I have been familiar with the word ‘eldritch’ for decades, as a result of seeing it appear in the incomparable works of the horror fantasy writer H.P. Lovecraft. Knowing Lovecraft’s fondness for what most people today would consider to be exotic language, or exotic English, I had always assumed that ‘eldritch’ was an archaic form of the word ‘old’ or perhaps ‘elder’, because to my partially-trained eye, the words seemed to be related, and also because this meaning always made sense in the context in which it appeared.

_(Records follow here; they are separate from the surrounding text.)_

//! Proof Key for Code Exchange
//!
//! RFC 7636. Two extension values carry the challenge and verifier into the
//! authorization-code grant's requests, plus helpers for generating a
//! verifier and computing its challenge.

use std::fmt;

use base64::Engine;
use rand::Rng;
use sha2::{Digest, Sha256};

use crate::ext::{AccessTokenRequestExtension, AuthorizationRequestExtension};
use crate::optional::Optional;
use crate::params::ParameterCollection;

/// PKCE challenge method.
#[derive(Clone, Copy, Debug, PartialEq, Eq, Default)]
pub enum PkceMethod {
    /// SHA-256 hash (recommended).
    #[default]
    S256,
    /// Plain text (not recommended).
    Plain,
}

impl PkceMethod {
    pub fn as_str(&self) -> &'static str {
        match self {
            Self::S256 => "S256",
            Self::Plain => "plain",
        }
    }
}

impl fmt::Display for PkceMethod {
    fn fmt(&self, f: &mut fmt::Formatter<'_>) -> fmt::Result {
        f.write_str(self.as_str())
    }
}

/// The authorization-request half of the exchange: contributes the code
/// challenge. Servers default the method to "plain" when it is absent.
#[derive(Clone, Debug, PartialEq, Eq)]
pub struct PkceAuthorizationRequest {
    /// The code challenge derived from the verifier.
    pub code_challenge: String,
    /// The method used to derive the challenge.
    pub code_challenge_method: Optional<PkceMethod>,
}

impl PkceAuthorizationRequest {
    /// Create an extension for the given challenge and method.
    pub fn new(code_challenge: impl Into<String>, method: PkceMethod) -> Self {
        Self {
            code_challenge: code_challenge.into(),
            code_challenge_method: Optional::Present(method),
        }
    }

    /// Generate a fresh verifier and build the matching extension. Returns
    /// the extension and the verifier, which the caller must retain for the
    /// token exchange.
    pub fn generate(method: PkceMethod) -> (Self, String) {
        let verifier = generate_verifier(DEFAULT_VERIFIER_LENGTH);
        let challenge = compute_challenge(&verifier, method);
        (Self::new(challenge, method), verifier)
    }
}

impl AuthorizationRequestExtension for PkceAuthorizationRequest {
    fn add_parameters(&self, params: &mut ParameterCollection) {
        params.push("code_challenge", self.code_challenge.as_str());
        params.push_optional("code_challenge_method", &self.code_challenge_method);
    }
}

/// The token-request half of the exchange: contributes the code verifier.
#[derive(Clone, PartialEq, Eq)]
pub struct PkceAccessTokenRequest {
    /// The code verifier matching the challenge sent earlier.
    pub code_verifier: String,
}

impl PkceAccessTokenRequest {
    /// Create an extension for the given verifier.
    pub fn new(code_verifier: impl Into<String>) -> Self {
        Self {
            code_verifier: code_verifier.into(),
        }
    }
}

impl AccessTokenRequestExtension for PkceAccessTokenRequest {
    fn add_parameters(&self, params: &mut ParameterCollection) {
        params.push("code_verifier", self.code_verifier.as_str());
    }
}

impl fmt::Debug for PkceAccessTokenRequest {
    fn fmt(&self, f: &mut fmt::Formatter<'_>) -> fmt::Result {
        f.debug_struct("PkceAccessTokenRequest")
            .field("code_verifier", &"[REDACTED]")
            .finish()
    }
}

/// Default verifier length in characters.
pub const DEFAULT_VERIFIER_LENGTH: usize = 64;

/// Generate a random code verifier of the given length.
///
/// # Panics
/// Panics if the length is not between 43 and 128 (RFC 7636 requirement).
pub fn generate_verifier(length: usize) -> String {
    assert!(
        (43..=128).contains(&length),
        "PKCE verifier length must be between 43 and 128"
    );

    let mut rng = rand::thread_rng();
    let bytes_needed = (length * 3 + 3) / 4;
    let random_bytes: Vec<u8> = (0..bytes_needed).map(|_| rng.gen()).collect();

    let encoded = base64::engine::general_purpose::URL_SAFE_NO_PAD.encode(&random_bytes);
    encoded[..length].to_string()
}

/// Compute the challenge for a verifier.
pub fn compute_challenge(verifier: &str, method: PkceMethod) -> String {
    match method {
        PkceMethod::Plain => verifier.to_string(),
        PkceMethod::S256 => {
            // S256: BASE64URL(SHA256(code_verifier))
            let hash = Sha256::digest(verifier.as_bytes());
            base64::engine::general_purpose::URL_SAFE_NO_PAD.encode(hash)
        }
    }
}

/// Validate a verifier's format: 43-128 characters from the unreserved set
/// `[A-Za-z0-9-._~]`.
pub fn is_valid_verifier(verifier: &str) -> bool {
    if !(43..=128).contains(&verifier.len()) {
        return false;
    }

    verifier
        .chars()
        .all(|c| c.is_ascii_alphanumeric() || c == '-' || c == '.' || c == '_' || c == '~')
}

#[cfg(test)]
mod tests {
    use super::*;

    #[test]
    fn test_authorization_extension_adds_challenge_parameters() {
        let extension = PkceAuthorizationRequest::new("some challenge", PkceMethod::S256);

        let mut params = ParameterCollection::new();
        extension.add_parameters(&mut params);

        assert_eq!(params.get("code_challenge"), Some("some challenge"));
        assert_eq!(params.get("code_challenge_method"), Some("S256"));
    }

    #[test]
    fn test_authorization_extension_omits_absent_method() {
        let extension = PkceAuthorizationRequest {
            code_challenge: "some challenge".to_string(),
            code_challenge_method: Optional::Absent,
        };

        let mut params = ParameterCollection::new();
        extension.add_parameters(&mut params);

        assert_eq!(params.len(), 1);
        assert_eq!(params.get("code_challenge_method"), None);
    }

    #[test]
    fn test_token_extension_adds_verifier() {
        let extension = PkceAccessTokenRequest::new("some verifier");

        let mut params = ParameterCollection::new();
        extension.add_parameters(&mut params);

        assert_eq!(params.get("code_verifier"), Some("some verifier"));
    }

    #[test]
    fn test_s256_challenge_matches_rfc_test_vector() {
        let challenge = compute_challenge(
            "dBjftJeZ4CVP-mB92K27uhbUJU1p1r_wW1gFWFOEjXk",
            PkceMethod::S256,
        );
        assert_eq!(challenge, "E9Melhoa2OwvFrEMTJguCHaoeK1t8URWbuGJSstw-cM");
    }

    #[test]
    fn test_plain_challenge_is_the_verifier() {
        assert_eq!(compute_challenge("v", PkceMethod::Plain), "v");
    }

    #[test]
    fn test_generated_verifier_is_valid() {
        let verifier = generate_verifier(DEFAULT_VERIFIER_LENGTH);
        assert_eq!(verifier.len(), DEFAULT_VERIFIER_LENGTH);
        assert!(is_valid_verifier(&verifier));
    }

    #[test]
    fn test_generate_pairs_challenge_with_verifier() {
        let (extension, verifier) = PkceAuthorizationRequest::generate(PkceMethod::S256);
        assert_eq!(
            extension.code_challenge,
            compute_challenge(&verifier, PkceMethod::S256)
        );
        assert_eq!(
            extension.code_challenge_method,
            Optional::Present(PkceMethod::S256)
        );
    }

    #[test]
    fn test_verifier_validation() {
        assert!(is_valid_verifier("dBjftJeZ4CVP-mB92K27uhbUJU1p1r_wW1gFWFOEjXk"));
        assert!(!is_valid_verifier("short"));
        assert!(!is_valid_verifier("dBjftJeZ4CVP-mB92K27uhbUJU1p1r_wW1gFWFOE!@#"));
    }

    #[test]
    #[should_panic(expected = "PKCE verifier length must be between 43 and 128")]
    fn test_invalid_verifier_length_panics() {
        generate_verifier(42);
    }

    #[test]
    fn test_debug_redacts_verifier() {
        let extension = PkceAccessTokenRequest::new("secret-verifier");
        let rendered = format!("{extension:?}");
        assert!(rendered.contains("[REDACTED]"));
        assert!(!rendered.contains("secret-verifier"));
    }
}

Earlier this evening, however, a conversation with my daughter prompted me to look up the word ‘eldritch’ in my battered copy of The Concise Oxford Dictionary and I was astonished by what I saw. Firstly, I was told that the word was Scottish and that it meant either weird or hideous, not old or elder, so I found it hard to believe that I’d been attributing the wrong meaning to it for so long. What really made me sit up and take notice, however, was the rest of the entry for ‘eldritch’, which reads [16th c,: perhaps f.OE elfrice (unrecorded) ‘fairy realm’ ]
I do not claim to be an expert on the way dictionaries are compiled, so I admit that I do not know how the word elfrice can be shown while at the same time being said to be unrecorded, because such a thing seems to me to be a contradiction in terms. That aside, I have long had far more than a passing interest in the subject of fairies, especially in the Caer Sidhe, so I know from personal experience with my investigations into various words associated with Stonehenge and Silbury Hill that an awareness and study of both eldritch and elfrice will inevitably open some gaping portal for me that I never previously suspected existed.
“I am writing this under an appreciable mental strain, since by tonight I shall be no more.”